[Source data — start]
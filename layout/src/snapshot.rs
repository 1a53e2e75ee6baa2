use crate::canvas::Layout;
use crate::evaluate::Metrics;
use chipgrid_common::geom::{Rect, Vec2};

/// Read-only per-frame view for the rendering collaborator. Everything a
/// frontend needs to draw the board: world-frame footprints, rotation and
/// collision state per component, the routed cell path (or its absence) per
/// wire, and the three display strings.
#[derive(Clone, Debug)]
pub struct Snapshot {
    pub components: Vec<ComponentView>,
    pub links: Vec<LinkView>,
    pub clock_display: String,
    pub power_display: String,
    pub price_display: String,
    pub valid: bool,
}

#[derive(Clone, Debug)]
pub struct ComponentView {
    pub name: String,
    pub bounds: Rect,
    pub rotation: u8,
    pub collision: bool,
}

#[derive(Clone, Debug)]
pub struct LinkView {
    pub color: &'static str,
    pub path: Option<Vec<Vec2>>,
}

impl Snapshot {
    pub fn capture(layout: &Layout) -> Self {
        let db = layout.db();
        let components = db
            .iter_components()
            .map(|(_, c)| ComponentView {
                name: c.name.clone(),
                bounds: c.bounds(),
                rotation: c.rot.steps(),
                collision: c.collision,
            })
            .collect();
        let links = db
            .iter_links()
            .map(|(_, l)| LinkView {
                color: l.class.color(),
                path: l.path.clone(),
            })
            .collect();
        let (clock_display, power_display, price_display) = displays(layout.metrics());
        Snapshot {
            components,
            links,
            clock_display,
            power_display,
            price_display,
            valid: layout.metrics().is_some(),
        }
    }
}

fn displays(metrics: Option<&Metrics>) -> (String, String, String) {
    match metrics {
        Some(m) => (
            format!("{:.1}MHz", m.clock_mhz),
            format!("{:.1}W", m.power_w),
            format!("${}", m.total_price),
        ),
        None => (
            "---MHz".to_string(),
            "---W".to_string(),
            "$---".to_string(),
        ),
    }
}
use chipgrid_common::db::core::DesignDB;
use chipgrid_common::db::indices::ComponentId;
use chipgrid_router::OccupancyGrid;

/// Aggregate numbers for a clean, fully-linked layout. The formulas are
/// heuristic constants of the toy circuit; keep them as-is for behavioral
/// compatibility.
#[derive(Clone, Copy, Debug, PartialEq)]
pub struct Metrics {
    pub total_wire: i64,
    pub max_wire: i64,
    pub component_delay: i64,
    pub total_power: i64,
    pub total_price: i64,
    pub clock_mhz: f64,
    pub power_w: f64,
}

fn round1(x: f64) -> f64 {
    (x * 10.0).round() / 10.0
}

/// Flags every component whose footprint leaves the die or overlaps another
/// component's footprint. Overlap flags both parties. Returns true iff any
/// component is flagged; a single collision invalidates the whole layout's
/// metrics.
pub fn update_collisions(db: &mut DesignDB, grid: &OccupancyGrid) -> bool {
    let ids = db.live_component_ids();
    for &id in &ids {
        let bounds = db.component(id).bounds();
        let out_of_die = bounds.x < 0
            || bounds.y < 0
            || bounds.right() > grid.width()
            || bounds.bottom() > grid.height();
        db.component_mut(id).collision = out_of_die;
    }
    for i in 0..ids.len() {
        let bounds_i = db.component(ids[i]).bounds();
        for j in (i + 1)..ids.len() {
            if bounds_i.overlaps(&db.component(ids[j]).bounds()) {
                db.component_mut(ids[i]).collision = true;
                db.component_mut(ids[j]).collision = true;
            }
        }
    }
    let any = ids.iter().any(|&id| db.component(id).collision);
    if any {
        log::debug!("collision detected; metrics suppressed this frame");
    }
    any
}

/// Wire totals plus the delay/power/price roll-up. The clock is the timing
/// reference and contributes no delay; power and price sum over every
/// component on the die.
pub fn aggregate_metrics(
    db: &DesignDB,
    control: ComponentId,
    register: ComponentId,
    alus: &[ComponentId],
) -> Metrics {
    let total_wire: i64 = db.iter_links().map(|(_, l)| l.path_len()).sum();
    let max_wire: i64 = db.iter_links().map(|(_, l)| l.path_len()).max().unwrap_or(0);

    let component_delay = db.component(control).kind.delay()
        + db.component(register).kind.delay()
        + alus
            .iter()
            .map(|&a| db.component(a).kind.delay())
            .sum::<i64>();
    let total_power: i64 = db.iter_components().map(|(_, c)| c.kind.power()).sum();
    let total_price: i64 = db.iter_components().map(|(_, c)| c.kind.price()).sum();

    let delay = component_delay as f64 + max_wire as f64 * 0.2;
    let clock_mhz = round1(1000.0 / delay);
    let power_w = round1((total_power as f64 + total_wire as f64 * 0.2) * 0.5);

    log::debug!(
        "totalwire={} maxwire={} cptdelay={} cptpower={} price={}",
        total_wire,
        max_wire,
        component_delay,
        total_power,
        total_price
    );

    Metrics {
        total_wire,
        max_wire,
        component_delay,
        total_power,
        total_price,
        clock_mhz,
        power_w,
    }
}

#[cfg(test)]
mod tests {
    use super::*;

    #[test]
    fn round1_keeps_one_decimal() {
        assert_eq!(round1(12.34), 12.3);
        assert_eq!(round1(12.35), 12.4);
        assert_eq!(round1(7.0), 7.0);
    }
}
use crate::util::config::GridConfig;
use rand::rngs::StdRng;
use rand::{Rng, SeedableRng};
use std::fs::File;
use std::io::{BufWriter, Write};

/// Writes a random but always-valid edit script for soak testing the
/// recompute pipeline. Only the four canonical blocks (and blockages the
/// script itself created) are referenced, so every command resolves.
pub fn generate_random_script(
    filename: &str,
    edits: usize,
    seed: u64,
    grid: &GridConfig,
) -> std::io::Result<()> {
    let mut rng = StdRng::seed_from_u64(seed);
    let file = File::create(filename)?;
    let mut out = BufWriter::new(file);

    writeln!(out, "# generated: {} edits, seed {}", edits, seed)?;
    writeln!(out, "reset")?;

    let movable = ["clock", "control", "register", "alu0"];
    let mut blockages: Vec<String> = Vec::new();

    for i in 0..edits {
        match rng.gen_range(0..10) {
            0 => writeln!(out, "width {}", rng.gen_range(1..=16))?,
            1 => writeln!(out, "regs {}", rng.gen_range(1..=8))?,
            2 => writeln!(out, "alus {}", rng.gen_range(1..=4))?,
            3 => writeln!(out, "rotate {}", movable[rng.gen_range(0..movable.len())])?,
            4 => {
                let name = format!("bk{}", i);
                writeln!(
                    out,
                    "block {} {} {} {} {}",
                    name,
                    rng.gen_range(0..grid.width),
                    rng.gen_range(0..grid.height),
                    rng.gen_range(0..3),
                    rng.gen_range(0..3),
                )?;
                blockages.push(name);
            }
            5 if !blockages.is_empty() => {
                let name = blockages.swap_remove(rng.gen_range(0..blockages.len()));
                writeln!(out, "remove {}", name)?;
            }
            _ => writeln!(
                out,
                "move {} {} {}",
                movable[rng.gen_range(0..movable.len())],
                rng.gen_range(0..grid.width),
                rng.gen_range(0..grid.height),
            )?,
        }
    }

    log::info!("generated {} edits into {}", edits, filename);
    Ok(())
}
[Source data — finish]
Copy the entries above exactly, leaving none out.

filename layout/src/snapshot.rs
repository 1a53e2e75ee6baa2
use crate::canvas::Layout;
use crate::evaluate::Metrics;
use chipgrid_common::geom::{Rect, Vec2};

/// Read-only per-frame view for the rendering collaborator. Everything a
/// frontend needs to draw the board: world-frame footprints, rotation and
/// collision state per component, the routed cell path (or its absence) per
/// wire, and the three display strings.
#[derive(Clone, Debug)]
pub struct Snapshot {
    pub components: Vec<ComponentView>,
    pub links: Vec<LinkView>,
    pub clock_display: String,
    pub power_display: String,
    pub price_display: String,
    pub valid: bool,
}

#[derive(Clone, Debug)]
pub struct ComponentView {
    pub name: String,
    pub bounds: Rect,
    pub rotation: u8,
    pub collision: bool,
}

#[derive(Clone, Debug)]
pub struct LinkView {
    pub color: &'static str,
    pub path: Option<Vec<Vec2>>,
}

impl Snapshot {
    pub fn capture(layout: &Layout) -> Self {
        let db = layout.db();
        let components = db
            .iter_components()
            .map(|(_, c)| ComponentView {
                name: c.name.clone(),
                bounds: c.bounds(),
                rotation: c.rot.steps(),
                collision: c.collision,
            })
            .collect();
        let links = db
            .iter_links()
            .map(|(_, l)| LinkView {
                color: l.class.color(),
                path: l.path.clone(),
            })
            .collect();
        let (clock_display, power_display, price_display) = displays(layout.metrics());
        Snapshot {
            components,
            links,
            clock_display,
            power_display,
            price_display,
            valid: layout.metrics().is_some(),
        }
    }
}

fn displays(metrics: Option<&Metrics>) -> (String, String, String) {
    match metrics {
        Some(m) => (
            format!("{:.1}MHz", m.clock_mhz),
            format!("{:.1}W", m.power_w),
            format!("${}", m.total_price),
        ),
        None => (
            "---MHz".to_string(),
            "---W".to_string(),
            "$---".to_string(),
        ),
    }
}
use chipgrid_common::db::core::DesignDB;
use chipgrid_common::db::indices::ComponentId;
use chipgrid_router::OccupancyGrid;

/// Aggregate numbers for a clean, fully-linked layout. The formulas are
/// heuristic constants of the toy circuit; keep them as-is for behavioral
/// compatibility.
#[derive(Clone, Copy, Debug, PartialEq)]
pub struct Metrics {
    pub total_wire: i64,
    pub max_wire: i64,
    pub component_delay: i64,
    pub total_power: i64,
    pub total_price: i64,
    pub clock_mhz: f64,
    pub power_w: f64,
}

fn round1(x: f64) -> f64 {
    (x * 10.0).round() / 10.0
}

/// Flags every component whose footprint leaves the die or overlaps another
/// component's footprint. Overlap flags both parties. Returns true iff any
/// component is flagged; a single collision invalidates the whole layout's
/// metrics.
pub fn update_collisions(db: &mut DesignDB, grid: &OccupancyGrid) -> bool {
    let ids = db.live_component_ids();
    for &id in &ids {
        let bounds = db.component(id).bounds();
        let out_of_die = bounds.x < 0
            || bounds.y < 0
            || bounds.right() > grid.width()
            || bounds.bottom() > grid.height();
        db.component_mut(id).collision = out_of_die;
    }
    for i in 0..ids.len() {
        let bounds_i = db.component(ids[i]).bounds();
        for j in (i + 1)..ids.len() {
            if bounds_i.overlaps(&db.component(ids[j]).bounds()) {
                db.component_mut(ids[i]).collision = true;
                db.component_mut(ids[j]).collision = true;
            }
        }
    }
    let any = ids.iter().any(|&id| db.component(id).collision);
    if any {
        log::debug!("collision detected; metrics suppressed this frame");
    }
    any
}

/// Wire totals plus the delay/power/price roll-up. The clock is the timing
/// reference and contributes no delay; power and price sum over every
/// component on the die.
pub fn aggregate_metrics(
    db: &DesignDB,
    control: ComponentId,
    register: ComponentId,
    alus: &[ComponentId],
) -> Metrics {
    let total_wire: i64 = db.iter_links().map(|(_, l)| l.path_len()).sum();
    let max_wire: i64 = db.iter_links().map(|(_, l)| l.path_len()).max().unwrap_or(0);

    let component_delay = db.component(control).kind.delay()
        + db.component(register).kind.delay()
        + alus
            .iter()
            .map(|&a| db.component(a).kind.delay())
            .sum::<i64>();
    let total_power: i64 = db.iter_components().map(|(_, c)| c.kind.power()).sum();
    let total_price: i64 = db.iter_components().map(|(_, c)| c.kind.price()).sum();

    let delay = component_delay as f64 + max_wire as f64 * 0.2;
    let clock_mhz = round1(1000.0 / delay);
    let power_w = round1((total_power as f64 + total_wire as f64 * 0.2) * 0.5);

    log::debug!(
        "totalwire={} maxwire={} cptdelay={} cptpower={} price={}",
        total_wire,
        max_wire,
        component_delay,
        total_power,
        total_price
    );

    Metrics {
        total_wire,
        max_wire,
        component_delay,
        total_power,
        total_price,
        clock_mhz,
        power_w,
    }
}

#[cfg(test)]
mod tests {
    use super::*;

    #[test]
    fn round1_keeps_one_decimal() {
        assert_eq!(round1(12.34), 12.3);
        assert_eq!(round1(12.35), 12.4);
        assert_eq!(round1(7.0), 7.0);
    }
}
use crate::util::config::GridConfig;
use rand::rngs::StdRng;
use rand::{Rng, SeedableRng};
use std::fs::File;
use std::io::{BufWriter, Write};

/// Writes a random but always-valid edit script for soak testing the
/// recompute pipeline. Only the four canonical blocks (and blockages the
/// script itself created) are referenced, so every command resolves.
pub fn generate_random_script(
    filename: &str,
    edits: usize,
    seed: u64,
    grid: &GridConfig,
) -> std::io::Result<()> {
    let mut rng = StdRng::seed_from_u64(seed);
    let file = File::create(filename)?;
    let mut out = BufWriter::new(file);

    writeln!(out, "# generated: {} edits, seed {}", edits, seed)?;
    writeln!(out, "reset")?;

    let movable = ["clock", "control", "register", "alu0"];
    let mut blockages: Vec<String> = Vec::new();

    for i in 0..edits {
        match rng.gen_range(0..10) {
            0 => writeln!(out, "width {}", rng.gen_range(1..=16))?,
            1 => writeln!(out, "regs {}", rng.gen_range(1..=8))?,
            2 => writeln!(out, "alus {}", rng.gen_range(1..=4))?,
            3 => writeln!(out, "rotate {}", movable[rng.gen_range(0..movable.len())])?,
            4 => {
                let name = format!("bk{}", i);
                writeln!(
                    out,
                    "block {} {} {} {} {}",
                    name,
                    rng.gen_range(0..grid.width),
                    rng.gen_range(0..grid.height),
                    rng.gen_range(0..3),
                    rng.gen_range(0..3),
                )?;
                blockages.push(name);
            }
            5 if !blockages.is_empty() => {
                let name = blockages.swap_remove(rng.gen_range(0..blockages.len()));
                writeln!(out, "remove {}", name)?;
            }
            _ => writeln!(
                out,
                "move {} {} {}",
                movable[rng.gen_range(0..movable.len())],
                rng.gen_range(0..grid.width),
                rng.gen_range(0..grid.height),
            )?,
        }
    }

    log::info!("generated {} edits into {}", edits, filename);
    Ok(())
}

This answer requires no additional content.